Action item —
Search the data for the word "value". Reproduce every line where it is found.

Start of Extracted information

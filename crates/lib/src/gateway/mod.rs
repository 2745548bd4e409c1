//! AI gateway: builds prompts and schemas, calls the generation service, and validates what
//! comes back before it enters the domain model.
//!
//! Each operation is a single round trip with no retry. Search and analysis surface typed
//! errors; discussion never fails outward and degrades to an apology from "Admin" instead.

mod extract;
mod prompts;
mod schema;
mod validate;

use std::collections::{HashSet, VecDeque};

use crate::llm::{GenerateRequest, GenerationError, GenerationService};
use crate::model::{
    BillAnalysis, Bill, ChatMessage, ADMIN_DISPLAY_NAME, PARTICIPANT_ROSTER, USER_DISPLAY_NAME,
};

pub use extract::{parse_json, strip_code_fence};
pub use schema::{analysis_schema, chat_replies_schema};
pub use validate::{coerce_count, ReplyDraft};

/// Replies admitted per discussion turn.
const MAX_REPLIES: usize = 3;

const DEGRADED_REPLY_TEXT: &str = "Sorry, could not generate a response. Please try again.";

#[derive(Debug, thiserror::Error)]
pub enum ParseError {
    #[error("invalid JSON in model output: {0}")]
    InvalidJson(serde_json::Error),
    #[error("model output has the wrong shape: {0}")]
    Shape(String),
}

#[derive(Debug, thiserror::Error)]
pub enum SearchError {
    #[error("search query is empty")]
    EmptyQuery,
    #[error("bill search failed: {0}")]
    Generation(#[from] GenerationError),
    #[error("bill search returned unusable data: {0}")]
    Parse(#[from] ParseError),
}

#[derive(Debug, thiserror::Error)]
pub enum AnalysisError {
    #[error("bill title is empty")]
    EmptyTitle,
    #[error("bill analysis failed: {0}")]
    Generation(#[from] GenerationError),
    #[error("bill analysis returned unusable data: {0}")]
    Parse(#[from] ParseError),
}

#[derive(Debug, thiserror::Error)]
pub enum ChatGenerationError {
    #[error("discussion reply failed: {0}")]
    Generation(#[from] GenerationError),
    #[error("discussion reply returned unusable data: {0}")]
    Parse(#[from] ParseError),
    #[error("discussion reply had no usable speakers")]
    NoUsableReplies,
}

/// Outcome of a discussion turn. `Degraded` is a normal, displayable result: the conversation
/// keeps going with an apology instead of an error state.
#[derive(Debug)]
pub enum ChatContinuation {
    Replies(Vec<ChatMessage>),
    Degraded {
        message: ChatMessage,
        error: ChatGenerationError,
    },
}

impl ChatContinuation {
    pub fn is_degraded(&self) -> bool {
        matches!(self, Self::Degraded { .. })
    }

    /// Messages to append to the thread.
    pub fn into_messages(self) -> Vec<ChatMessage> {
        match self {
            Self::Replies(replies) => replies,
            Self::Degraded { message, .. } => vec![message],
        }
    }
}

/// Gateway over a generation service. Construct once and share; it holds no mutable state.
pub struct CivicGateway<S> {
    service: S,
}

impl<S: GenerationService> CivicGateway<S> {
    pub fn new(service: S) -> Self {
        Self { service }
    }

    #[cfg(test)]
    fn service(&self) -> &S {
        &self.service
    }

    /// Find recent bills matching `query` using web-grounded generation.
    pub async fn search_bills(&self, query: &str) -> Result<Vec<Bill>, SearchError> {
        let query = query.trim();
        if query.is_empty() {
            return Err(SearchError::EmptyQuery);
        }
        let request = GenerateRequest {
            prompt: prompts::search_prompt(query),
            response_schema: None,
            web_grounding: true,
        };
        let result = async {
            let text = self.service.generate(request).await?;
            let value = extract::parse_json(&text)?;
            Ok::<_, SearchError>(validate::bills_from_value(value)?)
        }
        .await;
        match &result {
            Ok(bills) => log::info!("gateway: search {:?} returned {} bill(s)", query, bills.len()),
            Err(e) => log::warn!("gateway: search {:?} failed: {}", query, e),
        }
        result
    }

    /// Fetch the structured analysis for a bill. `language` is accepted but not applied.
    pub async fn analyze_bill(&self, title: &str, language: &str) -> Result<BillAnalysis, AnalysisError> {
        let title = title.trim();
        if title.is_empty() {
            return Err(AnalysisError::EmptyTitle);
        }
        let request = GenerateRequest {
            prompt: prompts::analysis_prompt(title, language),
            response_schema: Some(schema::analysis_schema()),
            web_grounding: false,
        };
        let result = async {
            let text = self.service.generate(request).await?;
            let value = extract::parse_json(&text)?;
            Ok::<_, AnalysisError>(validate::analysis_from_value(value)?)
        }
        .await;
        if let Err(ref e) = result {
            log::warn!("gateway: analysis of {:?} failed: {}", title, e);
        }
        result
    }

    /// Ask for 2-3 replies from participants who have not spoken yet. Never fails outward.
    pub async fn continue_chat(&self, thread: &[ChatMessage], bill_title: &str) -> ChatContinuation {
        let base_id = next_id_base(thread);
        match self.try_continue_chat(thread, bill_title).await {
            Ok(drafts) => ChatContinuation::Replies(
                drafts
                    .into_iter()
                    .enumerate()
                    .map(|(i, d)| ChatMessage::ai(base_id + i as u64 + 1, d.name, d.text))
                    .collect(),
            ),
            Err(error) => {
                log::warn!("gateway: {}", error);
                ChatContinuation::Degraded {
                    message: ChatMessage::ai(base_id + 1, ADMIN_DISPLAY_NAME, DEGRADED_REPLY_TEXT),
                    error,
                }
            }
        }
    }

    async fn try_continue_chat(
        &self,
        thread: &[ChatMessage],
        bill_title: &str,
    ) -> Result<Vec<ReplyDraft>, ChatGenerationError> {
        let available = available_speakers(thread);
        let request = GenerateRequest {
            prompt: prompts::chat_prompt(thread, bill_title, &available),
            response_schema: Some(schema::chat_replies_schema()),
            web_grounding: false,
        };
        let text = self.service.generate(request).await?;
        let value = extract::parse_json(&text)?;
        let drafts = validate::replies_from_value(value)?;
        let replies = assign_speakers(thread, drafts);
        if replies.is_empty() {
            return Err(ChatGenerationError::NoUsableReplies);
        }
        Ok(replies)
    }
}

/// Roster names not yet used in the thread, in roster order.
pub fn available_speakers(thread: &[ChatMessage]) -> Vec<&'static str> {
    PARTICIPANT_ROSTER
        .iter()
        .copied()
        .filter(|name| !thread.iter().any(|m| m.name == *name))
        .collect()
}

/// Enforce unique, unused speaker names. A reply naming someone who already spoke is moved
/// to the next free roster name, or dropped when the roster is exhausted.
fn assign_speakers(thread: &[ChatMessage], drafts: Vec<ReplyDraft>) -> Vec<ReplyDraft> {
    let mut used: HashSet<String> = thread.iter().map(|m| m.name.clone()).collect();
    used.insert(USER_DISPLAY_NAME.to_string());
    used.insert(ADMIN_DISPLAY_NAME.to_string());
    let mut spare: VecDeque<&str> = available_speakers(thread).into();

    let mut out = Vec::new();
    for mut draft in drafts {
        if out.len() == MAX_REPLIES {
            break;
        }
        if used.contains(&draft.name) {
            let replacement = loop {
                match spare.pop_front() {
                    Some(name) if used.contains(name) => continue,
                    other => break other,
                }
            };
            match replacement {
                Some(name) => {
                    log::debug!("gateway: reassigned reply from {} to {}", draft.name, name);
                    draft.name = name.to_string();
                }
                None => {
                    log::debug!("gateway: dropped reply from already-used speaker {}", draft.name);
                    continue;
                }
            }
        }
        used.insert(draft.name.clone());
        out.push(draft);
    }
    out
}

fn next_id_base(thread: &[ChatMessage]) -> u64 {
    let now = chrono::Utc::now().timestamp_millis().max(0) as u64;
    let last = thread.iter().map(|m| m.id).max().unwrap_or(0);
    now.max(last)
}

End of Extracted information

Solution to the exercise —
            let value = extract::parse_json(&text)?;
            Ok::<_, SearchError>(validate::bills_from_value(value)?)
            let value = extract::parse_json(&text)?;
            Ok::<_, AnalysisError>(validate::analysis_from_value(value)?)
        let value = extract::parse_json(&text)?;
        let drafts = validate::replies_from_value(value)?;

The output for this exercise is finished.